> **Action item**
From the entries provided below, copy each line that contains the word "BridgeHandle".

> **Provided records**
//! Remote session - the connection to the editor process.
//!
//! A session exposes three things to the bridge:
//!
//! - [`RemoteSession::run`] - a blocking run-loop that feeds a
//!   [`SessionHandler`] with setup, request and notification callbacks.
//! - [`SessionCaller`] - a cloneable, `Send` handle for queueing calls onto
//!   the run-loop's thread from anywhere ("threadsafe call").
//! - [`EditorControl`] - the editor operations those queued calls (and the
//!   setup callback) may perform.
//!
//! # Event Queue
//!
//! ```text
//! SessionCaller::threadsafe_call ──┐
//! reader thread (decoded Message) ─┼─► SessionEvents ─► run-loop thread
//! reader thread (EOF → Closed) ────┘
//! ```
//!
//! The queue is unbounded and exists from the moment the session is created,
//! so calls submitted before the run-loop starts are buffered and executed
//! in submission order once it does.

// Rust guideline compliant 2026-02

pub mod child;
pub mod protocol;

use serde_json::Value;
use tokio::sync::mpsc;

use crate::error::BridgeError;

#[doc(inline)]
pub use child::ChildSession;
#[doc(inline)]
pub use protocol::{Message, WireFormat};

/// Editor operations available on the run-loop's thread.
///
/// None of these wait for the editor's reply.
pub trait EditorControl {
    /// Ask the editor to exit.
    fn quit(&mut self) -> Result<(), BridgeError>;

    /// Send keys, in the editor's key notation (e.g. `"i"`, `"<Esc>"`).
    fn input(&mut self, keys: &str) -> Result<(), BridgeError>;

    /// Request a new grid size. The editor may pick a different one.
    fn ui_try_resize(&mut self, columns: u16, rows: u16) -> Result<(), BridgeError>;

    /// Register this process as a UI with the given grid size.
    fn ui_attach(&mut self, columns: u16, rows: u16) -> Result<(), BridgeError>;
}

/// Callbacks invoked by [`RemoteSession::run`], always on the run-loop's thread.
pub trait SessionHandler {
    /// Called exactly once, before any request or notification.
    fn on_setup(&mut self, editor: &mut dyn EditorControl) -> Result<(), BridgeError>;

    /// Called for requests that expect a reply. An error ends the run-loop
    /// and is returned from [`RemoteSession::run`].
    fn on_request(&mut self, method: &str, args: Vec<Value>) -> Result<Value, BridgeError>;

    /// Called for each notification. An error ends the run-loop.
    fn on_notification(&mut self, method: &str, args: Vec<Value>) -> Result<(), BridgeError>;
}

/// A connection to the editor.
pub trait RemoteSession {
    /// Handle for submitting calls onto the run-loop from any thread.
    fn caller(&self) -> SessionCaller;

    /// Run the message loop until the editor goes away.
    ///
    /// May be called once per session; a second call fails with
    /// [`BridgeError::AlreadyRunning`].
    fn run(&mut self, handler: &mut dyn SessionHandler) -> Result<(), BridgeError>;
}

/// A call queued for execution on the run-loop's thread.
pub type SessionCall = Box<dyn FnOnce(&mut dyn EditorControl) -> Result<(), BridgeError> + Send>;

/// Items consumed by a session's run-loop.
pub enum SessionEvent {
    /// A call submitted through [`SessionCaller::threadsafe_call`].
    Call(SessionCall),
    /// A message decoded from the editor.
    Message(Message),
    /// The editor's output stream ended.
    Closed,
}

impl std::fmt::Debug for SessionEvent {
    fn fmt(&self, f: &mut std::fmt::Formatter<'_>) -> std::fmt::Result {
        match self {
            Self::Call(_) => f.write_str("Call(..)"),
            Self::Message(msg) => f.debug_tuple("Message").field(msg).finish(),
            Self::Closed => f.write_str("Closed"),
        }
    }
}

/// Thread-safe submission handle for a session's run-loop.
#[derive(Debug, Clone)]
pub struct SessionCaller {
    tx: mpsc::UnboundedSender<SessionEvent>,
}

impl SessionCaller {
    /// Queue `call` for execution on the run-loop's thread.
    ///
    /// Never blocks. Calls from one thread run in the order submitted.
    /// Fails only once the session (and its queue) has been dropped.
    pub fn threadsafe_call<F>(&self, call: F) -> Result<(), BridgeError>
    where
        F: FnOnce(&mut dyn EditorControl) -> Result<(), BridgeError> + Send + 'static,
    {
        self.deliver(SessionEvent::Call(Box::new(call)))
    }

    /// Push a raw event into the queue (reader threads, tests).
    pub fn deliver(&self, event: SessionEvent) -> Result<(), BridgeError> {
        self.tx.send(event).map_err(|e| {
            log::debug!("Session queue closed, dropping {:?}", e.0);
            BridgeError::SessionClosed
        })
    }
}

/// Receiving end of a session's event queue, owned by the run-loop.
#[derive(Debug)]
pub struct SessionEvents {
    rx: mpsc::UnboundedReceiver<SessionEvent>,
}

impl SessionEvents {
    /// Block until the next event.
    ///
    /// Returns `None` once every [`SessionCaller`] is gone and the queue is
    /// drained. Must not be called from inside an async runtime.
    pub fn next_blocking(&mut self) -> Option<SessionEvent> {
        self.rx.blocking_recv()
    }
}

/// Create a session event queue.
pub fn event_queue() -> (SessionCaller, SessionEvents) {
    let (tx, rx) = mpsc::unbounded_channel();
    (SessionCaller { tx }, SessionEvents { rx })
}
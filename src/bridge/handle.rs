//! Thread-safe forwarding handle.

use crate::session::SessionCaller;

/// Forwarding target handed to the surface.
///
/// Every method queues a call onto the remote-event loop's thread and
/// returns immediately. Calls made before the run-loop starts are buffered
/// and run once it does; calls made after it ended are dropped.
#[derive(Debug, Clone)]
pub struct BridgeHandle {
    caller: SessionCaller,
}

impl BridgeHandle {
    /// Wrap a session's call-submission handle.
    pub fn new(caller: SessionCaller) -> Self {
        Self { caller }
    }

    /// Ask the editor to exit, which ends the connection.
    pub fn disconnect(&self) {
        log::debug!("Forwarding disconnect");
        let _ = self.caller.threadsafe_call(|editor| editor.quit());
    }

    /// Send keys (editor key notation) to the editor.
    pub fn send_input(&self, keys: impl Into<String>) {
        let keys = keys.into();
        let _ = self.caller.threadsafe_call(move |editor| editor.input(&keys));
    }

    /// Ask the editor to resize its grid.
    pub fn send_resize(&self, columns: u16, rows: u16) {
        log::debug!("Forwarding resize {columns}x{rows}");
        let _ = self
            .caller
            .threadsafe_call(move |editor| editor.ui_try_resize(columns, rows));
    }
}
//! Character grid mirroring the editor's screen.
//!
//! Rows and columns are zero-based. Out-of-range positions are clamped or
//! ignored rather than treated as errors: the editor is authoritative and
//! the next `resize` fixes any disagreement.

use super::events::Highlight;

/// One screen cell.
#[derive(Debug, Clone, PartialEq, Eq)]
pub struct Cell {
    /// Cell contents; empty for the right half of a wide character.
    pub text: String,
    /// Attributes active when the cell was written.
    pub highlight: Highlight,
}

impl Default for Cell {
    fn default() -> Self {
        Self {
            text: " ".to_string(),
            highlight: Highlight::default(),
        }
    }
}

/// Rectangle affected by scrolling (inclusive bounds).
#[derive(Debug, Clone, Copy, PartialEq, Eq)]
pub struct ScrollRegion {
    /// First row.
    pub top: u16,
    /// Last row.
    pub bottom: u16,
    /// First column.
    pub left: u16,
    /// Last column.
    pub right: u16,
}

/// The editor's screen as a grid of cells.
#[derive(Debug, Clone, PartialEq)]
pub struct Grid {
    columns: u16,
    rows: u16,
    cells: Vec<Cell>,
    cursor: (u16, u16),
    region: ScrollRegion,
    highlight: Highlight,
}

impl Grid {
    /// A blank grid.
    pub fn new(columns: u16, rows: u16) -> Self {
        Self {
            columns,
            rows,
            cells: vec![Cell::default(); usize::from(columns) * usize::from(rows)],
            cursor: (0, 0),
            region: full_region(columns, rows),
            highlight: Highlight::default(),
        }
    }

    /// `(columns, rows)`.
    pub fn size(&self) -> (u16, u16) {
        (self.columns, self.rows)
    }

    /// `(row, col)`.
    pub fn cursor(&self) -> (u16, u16) {
        self.cursor
    }

    /// Current scroll region.
    pub fn scroll_region(&self) -> ScrollRegion {
        self.region
    }

    /// Cell at `(row, col)`, if inside the grid.
    pub fn cell(&self, row: u16, col: u16) -> Option<&Cell> {
        self.index(row, col).map(|i| &self.cells[i])
    }

    /// Text of one row (for tests and debugging).
    pub fn row_text(&self, row: u16) -> String {
        (0..self.columns)
            .filter_map(|col| self.cell(row, col))
            .map(|cell| cell.text.as_str())
            .collect()
    }

    /// Discard contents and start over at the new size.
    pub fn resize(&mut self, columns: u16, rows: u16) {
        *self = Self {
            highlight: std::mem::take(&mut self.highlight),
            ..Self::new(columns, rows)
        };
    }

    /// Blank every cell.
    pub fn clear(&mut self) {
        self.cells.fill(Cell::default());
    }

    /// Blank from the cursor to the end of its row.
    pub fn eol_clear(&mut self) {
        let (row, col) = self.cursor;
        for c in col..self.columns {
            if let Some(i) = self.index(row, c) {
                self.cells[i] = Cell::default();
            }
        }
    }

    /// Move the cursor, clamped to the grid.
    pub fn cursor_goto(&mut self, row: u16, col: u16) {
        self.cursor = (
            row.min(self.rows.saturating_sub(1)),
            col.min(self.columns.saturating_sub(1)),
        );
    }

    /// Attributes for subsequent writes.
    pub fn set_highlight(&mut self, highlight: Highlight) {
        self.highlight = highlight;
    }

    /// Write one cell at the cursor and advance it.
    ///
    /// Writes past the right edge are dropped.
    pub fn put(&mut self, text: &str) {
        let (row, col) = self.cursor;
        if let Some(i) = self.index(row, col) {
            self.cells[i] = Cell {
                text: text.to_string(),
                highlight: self.highlight.clone(),
            };
            self.cursor.1 = col.saturating_add(1);
        }
    }

    /// Set the region used by [`scroll`](Self::scroll), clamped to the grid.
    pub fn set_scroll_region(&mut self, top: u16, bottom: u16, left: u16, right: u16) {
        let max_row = self.rows.saturating_sub(1);
        let max_col = self.columns.saturating_sub(1);
        self.region = ScrollRegion {
            top: top.min(max_row),
            bottom: bottom.min(max_row),
            left: left.min(max_col),
            right: right.min(max_col),
        };
    }

    /// Scroll the region by `count` rows; positive moves text up.
    ///
    /// Rows uncovered by the scroll are blanked.
    pub fn scroll(&mut self, count: i64) {
        let ScrollRegion {
            top,
            bottom,
            left,
            right,
        } = self.region;
        if count == 0 || top > bottom || left > right {
            return;
        }
        let height = i64::from(bottom - top) + 1;
        let shift = count.clamp(-height, height);

        let rows: Vec<u16> = if shift > 0 {
            (top..=bottom).collect()
        } else {
            (top..=bottom).rev().collect()
        };
        for row in rows {
            let source = i64::from(row) + shift;
            let in_region = source >= i64::from(top) && source <= i64::from(bottom);
            for col in left..=right {
                let cell = if in_region {
                    u16::try_from(source)
                        .ok()
                        .and_then(|src| self.cell(src, col))
                        .cloned()
                        .unwrap_or_default()
                } else {
                    Cell::default()
                };
                if let Some(i) = self.index(row, col) {
                    self.cells[i] = cell;
                }
            }
        }
    }

    fn index(&self, row: u16, col: u16) -> Option<usize> {
        (row < self.rows && col < self.columns)
            .then(|| usize::from(row) * usize::from(self.columns) + usize::from(col))
    }
}

fn full_region(columns: u16, rows: u16) -> ScrollRegion {
    ScrollRegion {
        top: 0,
        bottom: rows.saturating_sub(1),
        left: 0,
        right: columns.saturating_sub(1),
    }
}
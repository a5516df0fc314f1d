//! Editor Bridge CLI - runs an embedded editor inside a terminal UI.
//!
//! This is the main binary entry point. See the `editor_bridge` library
//! for the core functionality.

use anyhow::{Context, Result};
use clap::{Parser, Subcommand, ValueEnum};
use editor_bridge::surface::guard::{restore_terminal, TerminalGuard};
use editor_bridge::{ChildSession, Config, ProfileMetric, TerminalSurface, UiBridge, WireFormat};
use mimalloc::MiMalloc;
use ratatui::{backend::CrosstermBackend, Terminal};
use std::path::Path;
use std::sync::atomic::AtomicBool;
use std::sync::Arc;

/// Global allocator configured per M-MIMALLOC-APPS guideline.
#[global_allocator]
static GLOBAL: MiMalloc = MiMalloc;

const VERSION: &str = env!("CARGO_PKG_VERSION");

/// Global flag for signal-triggered shutdown (as Arc for signal-hook compatibility)
static SHUTDOWN_FLAG: std::sync::LazyLock<Arc<AtomicBool>> =
    std::sync::LazyLock::new(|| Arc::new(AtomicBool::new(false)));

/// Report ordering for `--profile`, or `disable`.
#[derive(Debug, Clone, Copy, PartialEq, Eq, ValueEnum)]
enum ProfileMode {
    /// Number of calls
    Ncalls,
    /// Own time
    Tottime,
    /// Own time per call
    Percall,
    /// Time including nested scopes
    Cumtime,
    /// Scope name
    Name,
    /// No profiling
    Disable,
}

impl ProfileMode {
    fn metric(self) -> Option<ProfileMetric> {
        match self {
            Self::Ncalls => Some(ProfileMetric::CallCount),
            Self::Tottime => Some(ProfileMetric::TotalTime),
            Self::Percall => Some(ProfileMetric::PerCallTime),
            Self::Cumtime => Some(ProfileMetric::CumulativeTime),
            Self::Name => Some(ProfileMetric::Name),
            Self::Disable => None,
        }
    }
}

// CLI
#[derive(Parser)]
#[command(name = "editor-bridge")]
#[command(version = VERSION)]
#[command(about = "Terminal UI for an embedded editor session")]
struct Cli {
    #[command(subcommand)]
    command: Commands,
}

#[derive(Subcommand)]
enum Commands {
    /// Launch the editor and attach the terminal UI
    Run {
        /// Editor launch string (overrides config)
        #[arg(long)]
        editor_command: Option<String>,
        /// RPC framing on the editor's stdio: msgpack or json-lines
        #[arg(long)]
        wire_format: Option<WireFormat>,
        /// Profile the UI loop and print a report sorted by this column
        #[arg(long, value_enum, default_value_t = ProfileMode::Disable)]
        profile: ProfileMode,
        /// Initial grid width
        #[arg(long)]
        columns: Option<u16>,
        /// Initial grid height
        #[arg(long)]
        rows: Option<u16>,
        /// Extra arguments appended to the editor command
        #[arg(last = true)]
        extra: Vec<String>,
    },
    /// Print the effective configuration
    Config,
}

/// Launch the editor and run the bridge until the editor exits.
fn run(
    mut config: Config,
    editor_command: Option<String>,
    wire_format: Option<WireFormat>,
    profile: ProfileMode,
    size: (Option<u16>, Option<u16>),
    extra: &[String],
) -> Result<()> {
    if let Some(command) = editor_command {
        config.editor_command = command;
    }
    if let Some(wire_format) = wire_format {
        config.wire_format = wire_format;
    }
    let columns = size.0.unwrap_or(config.initial_columns);
    let rows = size.1.unwrap_or(config.initial_rows);
    let argv = config.editor_argv(extra)?;

    // Set up signal handlers
    use signal_hook::consts::signal::{SIGHUP, SIGINT, SIGTERM};
    use signal_hook::flag;
    flag::register(SIGINT, Arc::clone(&SHUTDOWN_FLAG))?;
    flag::register(SIGTERM, Arc::clone(&SHUTDOWN_FLAG))?;
    flag::register(SIGHUP, Arc::clone(&SHUTDOWN_FLAG))?;

    // Spawn BEFORE entering raw mode so errors are visible
    let session = ChildSession::spawn(&argv, config.wire_format)
        .with_context(|| format!("Failed to launch editor: {}", argv.join(" ")))?;
    log::info!("Editor running as pid {}", session.pid());

    let guard = TerminalGuard::enter().context("Failed to set up terminal")?;
    let terminal = Terminal::new(CrosstermBackend::new(std::io::stdout()))?;
    let surface = TerminalSurface::new(terminal).with_shutdown_flag(Arc::clone(&SHUTDOWN_FLAG));

    log::info!("Editor Bridge v{VERSION} started at {columns}x{rows}");
    let result = UiBridge::new(session, surface)
        .profile(profile.metric())
        .initial_size(columns, rows)
        .connect();

    // Restore the terminal before printing anything.
    drop(guard);

    match result {
        Ok(report) => {
            if let Some(report) = report {
                println!("{report}");
            }
            Ok(())
        }
        Err(e) => {
            if let Some(report) = &e.report {
                println!("{report}");
            }
            Err(e.into())
        }
    }
}

/// Send log output to a file so it never corrupts the UI.
fn init_logging(path: &Path) -> Result<()> {
    let log_file = std::fs::File::create(path)
        .with_context(|| format!("Failed to create log file at {}", path.display()))?;
    env_logger::Builder::from_env(env_logger::Env::default().default_filter_or("info"))
        .target(env_logger::Target::Pipe(Box::new(log_file)))
        .format_timestamp_millis()
        .init();
    Ok(())
}

fn main() -> Result<()> {
    let cli = Cli::parse();
    let config = Config::load()?;
    init_logging(&config.log_path())?;

    // Set up panic hook to log panics and ensure terminal cleanup
    let default_hook = std::panic::take_hook();
    std::panic::set_hook(Box::new(move |panic_info| {
        log::error!("PANIC: {panic_info}");
        restore_terminal();
        default_hook(panic_info);
    }));

    match cli.command {
        Commands::Run {
            editor_command,
            wire_format,
            profile,
            columns,
            rows,
            extra,
        } => run(
            config,
            editor_command,
            wire_format,
            profile,
            (columns, rows),
            &extra,
        )?,
        Commands::Config => println!("{}", serde_json::to_string_pretty(&config)?),
    }

    Ok(())
}

#[cfg(test)]
mod tests {
    use super::*;
    use clap::CommandFactory;

    #[test]
    fn test_cli_is_well_formed() {
        Cli::command().debug_assert();
    }

    #[test]
    fn test_run_parses_profile_and_extra_args() {
        let cli = Cli::parse_from([
            "editor-bridge",
            "run",
            "--profile",
            "cumtime",
            "--columns",
            "100",
            "--",
            "notes.txt",
        ]);
        let Commands::Run {
            profile,
            columns,
            rows,
            extra,
            ..
        } = cli.command
        else {
            panic!("expected run");
        };
        assert_eq!(profile.metric(), Some(ProfileMetric::CumulativeTime));
        assert_eq!(columns, Some(100));
        assert_eq!(rows, None);
        assert_eq!(extra, vec!["notes.txt"]);
    }

    #[test]
    fn test_profile_defaults_to_disabled() {
        let cli = Cli::parse_from(["editor-bridge", "run"]);
        let Commands::Run {
            profile,
            wire_format,
            ..
        } = cli.command
        else {
            panic!("expected run");
        };
        assert_eq!(profile.metric(), None);
        assert_eq!(wire_format, None);
    }

    #[test]
    fn test_wire_format_flag() {
        let cli = Cli::parse_from(["editor-bridge", "run", "--wire-format", "json-lines"]);
        let Commands::Run { wire_format, .. } = cli.command else {
            panic!("expected run");
        };
        assert_eq!(wire_format, Some(WireFormat::JsonLines));
        assert!(Cli::try_parse_from(["editor-bridge", "run", "--wire-format", "xml"]).is_err());
    }
}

> **Output of the task**
pub struct BridgeHandle {
impl BridgeHandle {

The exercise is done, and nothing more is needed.